### DIRECTIONS FOR THIS TASK
When you answer, restate the entries below without altering anything.

DATASET section start

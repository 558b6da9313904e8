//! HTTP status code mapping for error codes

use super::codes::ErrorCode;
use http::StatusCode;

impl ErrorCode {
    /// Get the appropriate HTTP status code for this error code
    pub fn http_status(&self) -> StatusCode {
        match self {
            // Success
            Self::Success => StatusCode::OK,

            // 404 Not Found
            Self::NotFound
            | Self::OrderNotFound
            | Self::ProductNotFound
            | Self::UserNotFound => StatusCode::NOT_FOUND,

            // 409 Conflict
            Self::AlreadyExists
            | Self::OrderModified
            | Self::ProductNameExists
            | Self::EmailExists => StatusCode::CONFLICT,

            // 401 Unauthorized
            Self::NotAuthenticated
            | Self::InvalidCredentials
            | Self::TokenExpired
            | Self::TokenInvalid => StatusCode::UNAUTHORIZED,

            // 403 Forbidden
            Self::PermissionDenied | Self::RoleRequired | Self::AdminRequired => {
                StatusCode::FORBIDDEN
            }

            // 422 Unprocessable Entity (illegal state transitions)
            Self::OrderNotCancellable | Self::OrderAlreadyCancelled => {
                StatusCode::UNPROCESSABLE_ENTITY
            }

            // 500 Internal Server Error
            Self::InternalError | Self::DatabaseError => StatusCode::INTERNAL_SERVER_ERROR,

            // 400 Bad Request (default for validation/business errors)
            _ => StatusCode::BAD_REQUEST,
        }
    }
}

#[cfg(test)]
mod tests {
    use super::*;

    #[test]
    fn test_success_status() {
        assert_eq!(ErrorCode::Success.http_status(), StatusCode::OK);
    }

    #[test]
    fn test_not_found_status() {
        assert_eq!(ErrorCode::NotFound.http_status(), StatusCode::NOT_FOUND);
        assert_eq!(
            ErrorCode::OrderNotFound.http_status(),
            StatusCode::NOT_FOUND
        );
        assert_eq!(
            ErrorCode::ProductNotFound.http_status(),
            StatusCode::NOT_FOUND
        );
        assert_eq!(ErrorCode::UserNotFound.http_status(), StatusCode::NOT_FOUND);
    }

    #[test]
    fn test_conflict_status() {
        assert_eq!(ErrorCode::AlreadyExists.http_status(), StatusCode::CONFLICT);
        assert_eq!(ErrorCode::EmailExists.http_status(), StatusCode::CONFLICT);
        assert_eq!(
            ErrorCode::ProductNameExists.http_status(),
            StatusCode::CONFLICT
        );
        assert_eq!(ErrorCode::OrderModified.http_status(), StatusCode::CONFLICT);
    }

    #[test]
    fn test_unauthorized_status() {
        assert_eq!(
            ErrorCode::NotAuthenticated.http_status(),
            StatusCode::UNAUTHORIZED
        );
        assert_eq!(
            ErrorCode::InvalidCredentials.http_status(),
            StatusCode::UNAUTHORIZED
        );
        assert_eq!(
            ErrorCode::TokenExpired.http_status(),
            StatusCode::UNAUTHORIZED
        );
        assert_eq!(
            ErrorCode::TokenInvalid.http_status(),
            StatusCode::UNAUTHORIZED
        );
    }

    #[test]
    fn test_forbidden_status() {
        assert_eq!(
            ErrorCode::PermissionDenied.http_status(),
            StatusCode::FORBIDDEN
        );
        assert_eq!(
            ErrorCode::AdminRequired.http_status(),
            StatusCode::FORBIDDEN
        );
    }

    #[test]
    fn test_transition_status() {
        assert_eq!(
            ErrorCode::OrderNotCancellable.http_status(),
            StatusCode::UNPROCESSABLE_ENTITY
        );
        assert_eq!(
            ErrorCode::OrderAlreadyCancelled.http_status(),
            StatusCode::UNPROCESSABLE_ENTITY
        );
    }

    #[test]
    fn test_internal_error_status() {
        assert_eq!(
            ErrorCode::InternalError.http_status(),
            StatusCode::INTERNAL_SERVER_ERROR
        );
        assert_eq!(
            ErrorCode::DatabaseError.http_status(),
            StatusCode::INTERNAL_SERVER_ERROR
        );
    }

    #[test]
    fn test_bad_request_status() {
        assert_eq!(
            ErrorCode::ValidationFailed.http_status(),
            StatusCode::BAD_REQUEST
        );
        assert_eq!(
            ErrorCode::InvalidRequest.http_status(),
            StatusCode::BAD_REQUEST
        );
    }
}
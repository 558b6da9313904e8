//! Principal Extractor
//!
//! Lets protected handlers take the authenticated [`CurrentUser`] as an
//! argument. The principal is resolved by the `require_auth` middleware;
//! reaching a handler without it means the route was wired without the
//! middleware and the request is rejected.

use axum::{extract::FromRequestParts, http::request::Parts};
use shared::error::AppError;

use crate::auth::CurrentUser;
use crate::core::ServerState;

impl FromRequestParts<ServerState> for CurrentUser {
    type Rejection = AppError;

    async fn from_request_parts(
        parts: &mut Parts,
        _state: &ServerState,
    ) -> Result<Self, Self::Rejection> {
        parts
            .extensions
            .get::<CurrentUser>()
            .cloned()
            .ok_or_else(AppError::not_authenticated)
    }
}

DATASET section end

### OUTPUT
repository 558b6da9313904e8
//! HTTP status code mapping for error codes

use super::codes::ErrorCode;
use http::StatusCode;

impl ErrorCode {
    /// Get the appropriate HTTP status code for this error code
    pub fn http_status(&self) -> StatusCode {
        match self {
            // Success
            Self::Success => StatusCode::OK,

            // 404 Not Found
            Self::NotFound
            | Self::OrderNotFound
            | Self::ProductNotFound
            | Self::UserNotFound => StatusCode::NOT_FOUND,

            // 409 Conflict
            Self::AlreadyExists
            | Self::OrderModified
            | Self::ProductNameExists
            | Self::EmailExists => StatusCode::CONFLICT,

            // 401 Unauthorized
            Self::NotAuthenticated
            | Self::InvalidCredentials
            | Self::TokenExpired
            | Self::TokenInvalid => StatusCode::UNAUTHORIZED,

            // 403 Forbidden
            Self::PermissionDenied | Self::RoleRequired | Self::AdminRequired => {
                StatusCode::FORBIDDEN
            }

            // 422 Unprocessable Entity (illegal state transitions)
            Self::OrderNotCancellable | Self::OrderAlreadyCancelled => {
                StatusCode::UNPROCESSABLE_ENTITY
            }

            // 500 Internal Server Error
            Self::InternalError | Self::DatabaseError => StatusCode::INTERNAL_SERVER_ERROR,

            // 400 Bad Request (default for validation/business errors)
            _ => StatusCode::BAD_REQUEST,
        }
    }
}

#[cfg(test)]
mod tests {
    use super::*;

    #[test]
    fn test_success_status() {
        assert_eq!(ErrorCode::Success.http_status(), StatusCode::OK);
    }

    #[test]
    fn test_not_found_status() {
        assert_eq!(ErrorCode::NotFound.http_status(), StatusCode::NOT_FOUND);
        assert_eq!(
            ErrorCode::OrderNotFound.http_status(),
            StatusCode::NOT_FOUND
        );
        assert_eq!(
            ErrorCode::ProductNotFound.http_status(),
            StatusCode::NOT_FOUND
        );
        assert_eq!(ErrorCode::UserNotFound.http_status(), StatusCode::NOT_FOUND);
    }

    #[test]
    fn test_conflict_status() {
        assert_eq!(ErrorCode::AlreadyExists.http_status(), StatusCode::CONFLICT);
        assert_eq!(ErrorCode::EmailExists.http_status(), StatusCode::CONFLICT);
        assert_eq!(
            ErrorCode::ProductNameExists.http_status(),
            StatusCode::CONFLICT
        );
        assert_eq!(ErrorCode::OrderModified.http_status(), StatusCode::CONFLICT);
    }

    #[test]
    fn test_unauthorized_status() {
        assert_eq!(
            ErrorCode::NotAuthenticated.http_status(),
            StatusCode::UNAUTHORIZED
        );
        assert_eq!(
            ErrorCode::InvalidCredentials.http_status(),
            StatusCode::UNAUTHORIZED
        );
        assert_eq!(
            ErrorCode::TokenExpired.http_status(),
            StatusCode::UNAUTHORIZED
        );
        assert_eq!(
            ErrorCode::TokenInvalid.http_status(),
            StatusCode::UNAUTHORIZED
        );
    }

    #[test]
    fn test_forbidden_status() {
        assert_eq!(
            ErrorCode::PermissionDenied.http_status(),
            StatusCode::FORBIDDEN
        );
        assert_eq!(
            ErrorCode::AdminRequired.http_status(),
            StatusCode::FORBIDDEN
        );
    }

    #[test]
    fn test_transition_status() {
        assert_eq!(
            ErrorCode::OrderNotCancellable.http_status(),
            StatusCode::UNPROCESSABLE_ENTITY
        );
        assert_eq!(
            ErrorCode::OrderAlreadyCancelled.http_status(),
            StatusCode::UNPROCESSABLE_ENTITY
        );
    }

    #[test]
    fn test_internal_error_status() {
        assert_eq!(
            ErrorCode::InternalError.http_status(),
            StatusCode::INTERNAL_SERVER_ERROR
        );
        assert_eq!(
            ErrorCode::DatabaseError.http_status(),
            StatusCode::INTERNAL_SERVER_ERROR
        );
    }

    #[test]
    fn test_bad_request_status() {
        assert_eq!(
            ErrorCode::ValidationFailed.http_status(),
            StatusCode::BAD_REQUEST
        );
        assert_eq!(
            ErrorCode::InvalidRequest.http_status(),
            StatusCode::BAD_REQUEST
        );
    }
}
repository 558b6da9313904e8
//! Principal Extractor
//!
//! Lets protected handlers take the authenticated [`CurrentUser`] as an
//! argument. The principal is resolved by the `require_auth` middleware;
//! reaching a handler without it means the route was wired without the
//! middleware and the request is rejected.

use axum::{extract::FromRequestParts, http::request::Parts};
use shared::error::AppError;

use crate::auth::CurrentUser;
use crate::core::ServerState;

impl FromRequestParts<ServerState> for CurrentUser {
    type Rejection = AppError;

    async fn from_request_parts(
        parts: &mut Parts,
        _state: &ServerState,
    ) -> Result<Self, Self::Rejection> {
        parts
            .extensions
            .get::<CurrentUser>()
            .cloned()
            .ok_or_else(AppError::not_authenticated)
    }
}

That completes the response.